The original UK numbers were run a bit ago when details about omicron were far murkier than they are today. That isn’t to say that we have a firm idea of exactly what omicron is supposed to do, but we have new data coming out of Gauteng. This data shows a peak below that of the delta wave 6 months ago. I would be interested to know how much tighter the error bars get on those UK predictions with this additional data.
With all of this, you need to run slightly more sophisticated math than multiplying by the population ratio to come up with a peak number of deaths in the United States. There are too many changes in underlying possible explanatory covariates to just wave them away. You especially don’t dismiss people who question your numbers as not understanding uncertainty and shout about “that’s what the numbers say”.
About those error bars
The number that Romer came up with is 3,000 to 30,000 deaths per day. This is a massive range that is too big to make decisions off of. On one hand, 3,000 deaths per day is about the peak of the last big wave in the US. To combat it, you need to do much of what the US has done over the past 2 years. On the other hand, 30,000 deaths per day is unfathomably horrific. There are the same number of fatalities in motor vehicle crashes each year in the United States. I would have significant concerns that the social fabric of the US could not survive it. At 30,000 deaths per day (600,000 deaths per month), COVID becomes an epistemic threat to the future of humanity and the door opens to much more painful measures.
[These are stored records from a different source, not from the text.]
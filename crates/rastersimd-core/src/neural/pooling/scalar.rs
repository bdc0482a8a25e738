//! Scalar max pooling.
//!
//! Row kernels work on one vertically reduced row. Their `first` argument
//! lets the vector builds hand over the remainder columns.

use crate::view::{Raster, RasterMut};

/// Maximum of `row[start..start + len]`, clipped to the row end.
#[inline]
fn window_max(row: &[f32], start: usize, len: usize) -> f32 {
    let end = (start + len).min(row.len());
    row[start..end].iter().copied().fold(f32::NEG_INFINITY, f32::max)
}

/// `out[x] = max(rows[i][x])` for `x >= first`.
pub(crate) fn max_rows(rows: &[&[f32]], out: &mut [f32], first: usize) {
    for (x, o) in out.iter_mut().enumerate().skip(first) {
        *o = rows.iter().map(|row| row[x]).fold(f32::NEG_INFINITY, f32::max);
    }
}

/// `out[x] = max(row[x - 1], row[x], row[x + 1])`, clipped at both ends.
pub(crate) fn max_neighbors(row: &[f32], out: &mut [f32], first: usize) {
    for (x, o) in out.iter_mut().enumerate().skip(first) {
        let start = x.saturating_sub(1);
        *o = window_max(row, start, x + 2 - start);
    }
}

/// `out[x] = max(row[2x], row[2x + 1])`, clipped at the row end.
pub(crate) fn max_pairs(row: &[f32], out: &mut [f32], first: usize) {
    for (x, o) in out.iter_mut().enumerate().skip(first) {
        *o = window_max(row, 2 * x, 2);
    }
}

/// `out[x] = max(row[2x], row[2x + 1], row[2x + 2])`, clipped at the row end.
pub(crate) fn max_triples(row: &[f32], out: &mut [f32], first: usize) {
    for (x, o) in out.iter_mut().enumerate().skip(first) {
        *o = window_max(row, 2 * x, 3);
    }
}

/// Maximum over the source window `[y0, y0 + size) x [x0, x0 + size)`
/// clipped to the raster.
fn raster_window_max(src: &Raster<'_, f32>, y0: usize, x0: usize, size: usize) -> f32 {
    let y1 = (y0 + size).min(src.height());
    (y0..y1)
        .map(|y| window_max(src.row(y), x0, size))
        .fold(f32::NEG_INFINITY, f32::max)
}

/// Reference 3x3 max filter with stride 1; windows are clipped at the borders.
pub fn pooling_1x1_max_3x3(src: &Raster<'_, f32>, dst: &mut RasterMut<'_, f32>) {
    for y in 0..dst.height() {
        let y0 = y.saturating_sub(1);
        let rows = y + 2 - y0;
        for (x, d) in dst.row_mut(y).iter_mut().enumerate() {
            let x0 = x.saturating_sub(1);
            let cols = x + 2 - x0;
            let y1 = (y0 + rows).min(src.height());
            *d = (y0..y1)
                .map(|r| window_max(src.row(r), x0, cols))
                .fold(f32::NEG_INFINITY, f32::max);
        }
    }
}

/// Reference 2x2 max pooling with stride 2; an odd last row or column pools
/// a narrower window.
pub fn pooling_2x2_max_2x2(src: &Raster<'_, f32>, dst: &mut RasterMut<'_, f32>) {
    for y in 0..dst.height() {
        for (x, d) in dst.row_mut(y).iter_mut().enumerate() {
            *d = raster_window_max(src, 2 * y, 2 * x, 2);
        }
    }
}

/// Reference 3x3 max pooling with stride 2; the last window in each
/// direction is clipped to the raster.
pub fn pooling_2x2_max_3x3(src: &Raster<'_, f32>, dst: &mut RasterMut<'_, f32>) {
    for y in 0..dst.height() {
        for (x, d) in dst.row_mut(y).iter_mut().enumerate() {
            *d = raster_window_max(src, 2 * y, 2 * x, 3);
        }
    }
}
Faced with these numbers, what is a policymaker or citizen supposed to do? The kind of responses to the top-end scenario infringe on the civil liberties of citizens quite a bit to stop the spread. At the same time, elected officials would like to avoid being in office when mass graves are dug as a consequence of their decision. Worst case, policymakers become Buridan's Donkey between two bales of hay unable to make a decison so they choose to do nothing.
What are models for
George Box famously said, “all models are wrong, but some are useful.” With this in mind, I am a firm proponent that public-health models exist to be used to help make decisions. Models that are so uncertain of their outputs that a reasonable viewer can not interpret the results in a meaningful way should not get released. To me, this is a core part of research ethics.
In this case, we have a very high amount of uncertainty in a rapidly changing landscape. More data to refine a model was coming in by the day. Knowing that, modelers should resist the temptation to be first and hold off on releasing estimates until there is enough data to make reasonably certain estimates. The risk of causing excess deaths by overshooting and causing a backlash or undershooting and not suggesting a much lower number of fatalities is too high.